Последние две интерпретации представляются наиболее осмысленными. Если нирвана есть выдох, – это акт человека, осознавшего тщетность попыток удерживать до бесконечности свое дыхание или жизнь (прана), ибо удерживать дыхание и значит терять его. Таким образом нирвана является эквивалентом мокши, избавления или освобождения. На первый взгляд может показаться, что это отчаяние, ведь это признание того, что жизнь не оставляет камня на камне от наших попыток руководить ею, что все человеческие стремления и усилия – не более чем мелькнувшая на миг рука, пытающаяся ухватиться за облако.

Но если взглянуть с другой точки зрения – это отчаяние, преобразившееся в радость и творческую силу сознания. Это осознание того, что потерять жизнь – значит обрести ее, обрести свободу действий, не отравленную озабоченностью, не подорванную саморазочарованием, – всем тем, что создают старания спасти свое "Я" и попытки удержать его под контролем.

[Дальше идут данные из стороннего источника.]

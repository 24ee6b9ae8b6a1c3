use super::{
    arity_mismatch, entry_time, exchange, pair_geometry, radial_impulse, reduced_mass,
    separation, Arity, Atoms, AtomsMut, Bump, CollisionPotential,
};
use crate::core::particle::dot;
use crate::error::{Error, Result};

/// Elastic hard spheres of a common contact `diameter`.
#[derive(Debug, Clone, PartialEq)]
pub struct HardSphere {
    diameter: f64,
    sig2: f64,
}

impl HardSphere {
    /// Errors: `Error::InvalidParam` unless `diameter` is finite and >= 0.
    pub fn new(diameter: f64) -> Result<Self> {
        if !diameter.is_finite() || diameter < 0.0 {
            return Err(Error::InvalidParam(
                "hard-sphere diameter must be finite and >= 0".into(),
            ));
        }
        Ok(Self {
            diameter,
            sig2: diameter * diameter,
        })
    }

    /// Contact distance.
    pub fn diameter(&self) -> f64 {
        self.diameter
    }
}

impl CollisionPotential for HardSphere {
    fn name(&self) -> &'static str {
        "hard-sphere"
    }

    fn accepts(&self, arity: Arity) -> bool {
        arity == Arity::Two
    }

    fn collision_time(&self, atoms: Atoms<'_>, false_time: f64) -> f64 {
        let Atoms::Two { a, b, boundary } = atoms else {
            return f64::INFINITY;
        };
        if a.inv_mass + b.inv_mass <= 0.0 {
            return f64::INFINITY;
        }
        let (dr, dv) = separation(a, b, boundary, false_time);
        let (r2, bij, v2) = pair_geometry(&dr, &dv);
        if v2 <= 0.0 {
            return f64::INFINITY;
        }
        entry_time(bij, v2, r2 - self.sig2)
    }

    fn bump(&mut self, atoms: AtomsMut<'_>, false_time: f64) -> Result<Bump> {
        let AtomsMut::Two { a, b, boundary } = atoms else {
            return Err(arity_mismatch(self.name()));
        };
        let (dr, dv) = separation(a, b, boundary, false_time);
        let (r2, bij, _) = pair_geometry(&dr, &dv);
        if r2 <= 0.0 {
            return Err(Error::MathError(format!(
                "degenerate contact normal between particles {} and {}",
                a.index, b.index
            )));
        }
        let mu = reduced_mass(a, b)?;
        let r = r2.sqrt();
        let vr = bij / r;
        let (dp, virial) = radial_impulse(&dr, r, mu, vr, -vr);
        exchange(a, b, &dp, false_time);
        Ok(Bump {
            virial,
            ..Bump::default()
        })
    }

    fn energy(&self, atoms: Atoms<'_>) -> f64 {
        let Atoms::Two { a, b, boundary } = atoms else {
            return 0.0;
        };
        let (dr, _) = separation(a, b, boundary, 0.0);
        if dot(&dr, &dr) < self.sig2 {
            f64::INFINITY
        } else {
            0.0
        }
    }

    fn range(&self) -> f64 {
        self.diameter
    }
}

Если нирвана связана с прекращением (нир) движения (вритти), то этот термин совпадает с целью йоги, которая по определению Йога-сутры есть читта вритти ниродха – прекращение вращений ума. Эти "вращения" ума – мысли, с помощью которых ум пытается ухватить мир и самого себя. Йога – это практика попытки остановить мысли с помощью размышления о них самих до тех пор, пока человек со всей остротой не ощутит тщетность самих попыток; когда этот момент наступит, процесс прекратится сам собой и ум обретет свою естественность и незамутненность.

Нетрудно заметить, что обе этимологии приводят к одинаковому значению. Нирвана – это образ жизни, который начинается там, где прекращается цепляние за жизнь. Поскольку все определения представляют собой в определенной мере "цепляние", нирвана не поддается определению. Это естественное, "нецепляющееся за себя" состояние ума. И само слово "ум" не имеет здесь точного смысла – ведь то, что не может быть схвачено, не существует для знания в конвенциональном смысле слова. В более доступном и буквальном понимании нирвана – это исчезновение существ из Круга рождений и переход их не в состояние уничтожения, но просто в состояние, которое ускользает от определений и поэтому остается неизмеримым и бесконечным.